If there are any warnings that pop up in the code please let me know and I will backtrack and figure it out.
In germination_cleaning.R combine the cold stratification entries into the chilling columns ( i.e. cold stratification and chilling are the same thing, which should be considered chilling
Sorry this took so long! In the "cleanmerge_all_usda_JNVER" script I added a section at the very bottom where I copied all of the cold.strat.dur.XXX (Avg, Min, and Max) column data into new columns called chill.dur.XXX.comb (for "combined") and just ran some tests to make sure that no NAs were being made or data being overwritten. I decided to put this all in a new column just so that we still have the original chill.dur.XXX columns prior to the merge in case we need them separated.
@dbuona Could you take a look at this and get us down to one functional script? It should be called cleanAllUsda.R ... and please delete all the other scripts and extraneous files.
@dbuona @lizzieinvancouver @DeirdreLoughnan here is what Justin did so far in his words: workflow:
Started in the scapeUSDAseedmanual folder
in the cleaning folder is "germination_master_spreadsheet.csv" which is the original data
Parsed into RStudio with the cleaning script titled "germinationCleaning.R" which does the mass general cleaning like removal of random symbols, converting unreadable NAs into proper NA format, fixing species names, adding new columns for scarification and chilling etc.

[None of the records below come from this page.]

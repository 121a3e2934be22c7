//! Diagnostic values shared by analyzers, the engine and hosts.

use std::fmt;
use std::sync::Arc;

use serde::{Deserialize, Serialize};
use thiserror::Error;

/// Severity level for a diagnostic.
///
/// Ordered most-severe first so sorting by severity puts errors on top.
#[derive(Debug, Clone, Copy, PartialEq, Eq, PartialOrd, Ord, Hash, Serialize, Deserialize)]
#[serde(rename_all = "lowercase")]
pub enum Severity {
    Error,
    Warning,
    Info,
    Hint,
}

#[derive(Debug, Error)]
#[error("unknown severity '{0}' (expected error, warning, info or hint)")]
pub struct SeverityParseError(String);

impl Severity {
    #[must_use]
    pub fn is_error(self) -> bool {
        self == Self::Error
    }

    #[must_use]
    pub fn label(self) -> &'static str {
        match self {
            Self::Error => "error",
            Self::Warning => "warning",
            Self::Info => "info",
            Self::Hint => "hint",
        }
    }

    pub fn parse(raw: &str) -> Result<Self, SeverityParseError> {
        match raw.trim().to_ascii_lowercase().as_str() {
            "error" => Ok(Self::Error),
            "warning" | "warn" => Ok(Self::Warning),
            "info" | "information" => Ok(Self::Info),
            "hint" => Ok(Self::Hint),
            other => Err(SeverityParseError(other.to_string())),
        }
    }
}

impl fmt::Display for Severity {
    fn fmt(&self, f: &mut fmt::Formatter<'_>) -> fmt::Result {
        f.write_str(self.label())
    }
}

/// 0-indexed line/column position.
#[derive(
    Debug, Clone, Copy, Default, PartialEq, Eq, PartialOrd, Ord, Hash, Serialize, Deserialize,
)]
pub struct Position {
    pub line: u32,
    pub col: u32,
}

impl Position {
    #[must_use]
    pub const fn new(line: u32, col: u32) -> Self {
        Self { line, col }
    }
}

/// Half-open source range. Ordering is `(start, end)`, which is the order the
/// engine uses within a single analyzer's contribution.
#[derive(
    Debug, Clone, Copy, Default, PartialEq, Eq, PartialOrd, Ord, Hash, Serialize, Deserialize,
)]
pub struct Span {
    pub start: Position,
    pub end: Position,
}

impl Span {
    #[must_use]
    pub const fn new(start: Position, end: Position) -> Self {
        Self { start, end }
    }

    /// Zero-width span at a position.
    #[must_use]
    pub const fn point(line: u32, col: u32) -> Self {
        let pos = Position::new(line, col);
        Self {
            start: pos,
            end: pos,
        }
    }

    /// Span covering `[start_col, end_col)` on a single line.
    #[must_use]
    pub const fn on_line(line: u32, start_col: u32, end_col: u32) -> Self {
        Self {
            start: Position::new(line, start_col),
            end: Position::new(line, end_col),
        }
    }

    /// Whether the span is well-formed and starts within a source of
    /// `line_count` lines. An empty source still admits the origin point.
    #[must_use]
    pub fn fits_within(&self, line_count: usize) -> bool {
        if self.end < self.start {
            return false;
        }
        let limit = line_count.max(1);
        (self.start.line as usize) < limit && (self.end.line as usize) <= limit
    }
}

/// A single diagnostic. Immutable once constructed.
///
/// Fields are private; external consumers read via accessors. The only way
/// to derive a changed diagnostic is [`Diagnostic::with_severity`], which
/// returns a new value.
#[derive(Debug, Clone, PartialEq, Eq, Hash, Serialize, Deserialize)]
pub struct Diagnostic {
    id: Arc<str>,
    severity: Severity,
    category: Arc<str>,
    span: Span,
    message: String,
}

impl Diagnostic {
    #[must_use]
    pub fn new(
        id: impl AsRef<str>,
        severity: Severity,
        category: impl AsRef<str>,
        span: Span,
        message: impl Into<String>,
    ) -> Self {
        Self {
            id: Arc::from(id.as_ref()),
            severity,
            category: Arc::from(category.as_ref()),
            span,
            message: message.into(),
        }
    }

    /// Diagnostic identifier (e.g. "LEN001").
    #[must_use]
    pub fn id(&self) -> &str {
        &self.id
    }

    #[must_use]
    pub fn severity(&self) -> Severity {
        self.severity
    }

    #[must_use]
    pub fn category(&self) -> &str {
        &self.category
    }

    #[must_use]
    pub fn span(&self) -> Span {
        self.span
    }

    #[must_use]
    pub fn message(&self) -> &str {
        &self.message
    }

    #[must_use]
    pub fn with_severity(&self, severity: Severity) -> Self {
        Self {
            severity,
            ..self.clone()
        }
    }

    /// Format as `path:line:col: severity: [ID] message` (1-indexed for display).
    #[must_use]
    pub fn display_at(&self, path: &str) -> String {
        format!(
            "{path}:{}:{}: {}: [{}] {}",
            self.span.start.line + 1,
            self.span.start.col + 1,
            self.severity.label(),
            self.id,
            self.message,
        )
    }
}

the output of this was called germinationCleaned.xlsx, which Selena then went through and manually fixed some issues based on weird values from the USDA manual pdf
This was then saved as "germinationCleaned_official.csv"
Parsed this file into R through the cleaning script "germinationCleaningFinal.csv" where I changed column names and pivoted wider the germination response data
I then got the comment from Deirdre asking for metadata and to make some more changes so it's closer in format to EGRET
Thus I converted this to an excel file and made a new sheet for the metadata, saving these two separately as .csv in case anyone wanted them as .csv
Parsed the cleaned data into a new cleaning script called "germinationEGRETCorrections.csv" for the final round of touch ups
All cleaning scripts can be found in "scrapeUSDAseedmanual/cleaning" and all intermediate data files can be found in "scrapeUSDAseedmanual/output/earlyIterationDataSheets"

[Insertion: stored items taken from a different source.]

//! Cooperative cancellation.
//!
//! Analyzers are expected to poll [`CancellationToken::is_cancelled`] at
//! convenient points; async code can instead await
//! [`CancellationToken::cancelled`]. Nothing here preempts a running task.

use std::sync::atomic::{AtomicBool, Ordering};
use std::sync::{Arc, Mutex, Weak};

use tokio::sync::Notify;

#[derive(Debug, Default)]
struct Inner {
    cancelled: AtomicBool,
    notify: Notify,
    children: Mutex<Vec<Weak<Inner>>>,
}

impl Inner {
    fn cancel(&self) {
        if self.cancelled.swap(true, Ordering::AcqRel) {
            return;
        }
        self.notify.notify_waiters();

        let children = match self.children.lock() {
            Ok(mut guard) => std::mem::take(&mut *guard),
            Err(poisoned) => std::mem::take(&mut *poisoned.into_inner()),
        };
        for child in children.iter().filter_map(Weak::upgrade) {
            child.cancel();
        }
    }
}

/// Clonable cancellation signal. Clones share state.
#[derive(Debug, Clone, Default)]
pub struct CancellationToken {
    inner: Arc<Inner>,
}

impl CancellationToken {
    #[must_use]
    pub fn new() -> Self {
        Self::default()
    }

    /// A token that is cancelled when `self` is, but can also be cancelled
    /// on its own without affecting `self`.
    #[must_use]
    pub fn child_token(&self) -> Self {
        let child = Self::new();
        if self.is_cancelled() {
            child.cancel();
            return child;
        }

        let mut children = match self.inner.children.lock() {
            Ok(guard) => guard,
            Err(poisoned) => poisoned.into_inner(),
        };
        children.retain(|weak| weak.strong_count() > 0);
        children.push(Arc::downgrade(&child.inner));
        drop(children);

        // The parent may have been cancelled between the check and the push.
        if self.is_cancelled() {
            child.cancel();
        }
        child
    }

    pub fn cancel(&self) {
        self.inner.cancel();
    }

    #[must_use]
    pub fn is_cancelled(&self) -> bool {
        self.inner.cancelled.load(Ordering::Acquire)
    }

    /// Resolves once the token is cancelled.
    pub async fn cancelled(&self) {
        loop {
            // Register before checking the flag so a concurrent cancel()
            // cannot slip between the check and the await.
            let notified = self.inner.notify.notified();
            if self.is_cancelled() {
                return;
            }
            notified.await;
        }
    }
}
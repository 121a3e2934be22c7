//! Subscriber-side diagnostics store.
//!
//! Applying the same event twice leaves the store unchanged, and events for
//! versions older than the one already held are ignored, so a listener can
//! feed every event it receives straight into [`DiagnosticsMirror::apply`].
//! An entity whose diagnostics went empty keeps its version, so a late
//! update for an older version cannot bring them back.

use std::collections::HashMap;
use std::sync::Arc;

use vigil_types::{Diagnostic, EntityId, Severity, VersionStamp};

use crate::subscription::DiagnosticsEvent;

#[derive(Debug, Clone)]
struct Entry {
    version: VersionStamp,
    diagnostics: Arc<[Diagnostic]>,
}

#[derive(Debug, Default)]
pub struct DiagnosticsMirror {
    data: HashMap<EntityId, Entry>,
}

impl DiagnosticsMirror {
    #[must_use]
    pub fn new() -> Self {
        Self::default()
    }

    /// Apply an event. Returns `true` only if the observable state changed.
    pub fn apply(&mut self, event: &DiagnosticsEvent) -> bool {
        match event {
            DiagnosticsEvent::Cleared { entity } => self
                .data
                .remove(entity)
                .is_some_and(|entry| !entry.diagnostics.is_empty()),
            DiagnosticsEvent::Updated {
                entity,
                version,
                diagnostics,
            } => {
                if let Some(current) = self.data.get(entity)
                    && (current.version > *version
                        || (current.version == *version && current.diagnostics == *diagnostics))
                {
                    return false;
                }
                let previous = self.data.insert(
                    entity.clone(),
                    Entry {
                        version: *version,
                        diagnostics: Arc::clone(diagnostics),
                    },
                );
                match previous {
                    Some(prev) => prev.diagnostics != *diagnostics,
                    None => !diagnostics.is_empty(),
                }
            }
        }
    }

    #[must_use]
    pub fn get(&self, entity: &EntityId) -> Option<&[Diagnostic]> {
        self.data
            .get(entity)
            .filter(|entry| !entry.diagnostics.is_empty())
            .map(|entry| &*entry.diagnostics)
    }

    /// Per-entity diagnostics, entities with errors first, then by id.
    #[must_use]
    pub fn snapshot(&self) -> Vec<(EntityId, Arc<[Diagnostic]>)> {
        let mut entities: Vec<(EntityId, Arc<[Diagnostic]>)> = self
            .data
            .iter()
            .filter(|(_, entry)| !entry.diagnostics.is_empty())
            .map(|(id, entry)| (id.clone(), Arc::clone(&entry.diagnostics)))
            .collect();

        entities.sort_by(|a, b| {
            let a_has_errors = a.1.iter().any(|d| d.severity().is_error());
            let b_has_errors = b.1.iter().any(|d| d.severity().is_error());
            b_has_errors.cmp(&a_has_errors).then_with(|| a.0.cmp(&b.0))
        });
        entities
    }

    /// Whether no entity currently has diagnostics.
    #[must_use]
    pub fn is_empty(&self) -> bool {
        self.data.values().all(|entry| entry.diagnostics.is_empty())
    }

    fn count_by_severity(&self, severity: Severity) -> usize {
        self.data
            .values()
            .flat_map(|entry| entry.diagnostics.iter())
            .filter(|d| d.severity() == severity)
            .count()
    }

    #[must_use]
    pub fn error_count(&self) -> usize {
        self.count_by_severity(Severity::Error)
    }

    #[must_use]
    pub fn warning_count(&self) -> usize {
        self.count_by_severity(Severity::Warning)
    }

    /// Compact status like "E:3 W:5"; empty when there is nothing to show.
    #[must_use]
    pub fn status_string(&self) -> String {
        if self.is_empty() {
            return String::new();
        }
        format!("E:{} W:{}", self.error_count(), self.warning_count())
    }
}
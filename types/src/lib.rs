//! Core domain types for Vigil.
//!
//! This crate contains pure domain types with no IO, no async, and minimal dependencies.
//! Everything here can be used from any layer: analyzers, the engine, and hosts.

mod diagnostic;
mod entity;
mod ids;
mod language;

pub use diagnostic::{Diagnostic, Position, Severity, SeverityParseError, Span};
pub use entity::{CodeEntity, EntityKind};
pub use ids::{AnalyzerId, EntityId, VersionStamp};
pub use language::LanguageTag;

Ideally I would have done this all in 1 script but we came across a couple issues along the way involving data cleaning that Selena was already working on, so we felt it made more sense to start new scripts upon older ones so that we wouldn't be tampering with changes done by hand through Excel.
I forgot to mention that "germinationCleaningFinal.R" gave the output "USDAGerminationCleanedFinal.csv" which was what I used to make the "usdaGerminationMaster.xlsx" file. There's another file in the earlyIterationDataSheets called "usdaGerminationJINJJA.csv" which I made as a backup because my RStudio was bugging out on me during the EGRET correction script writing.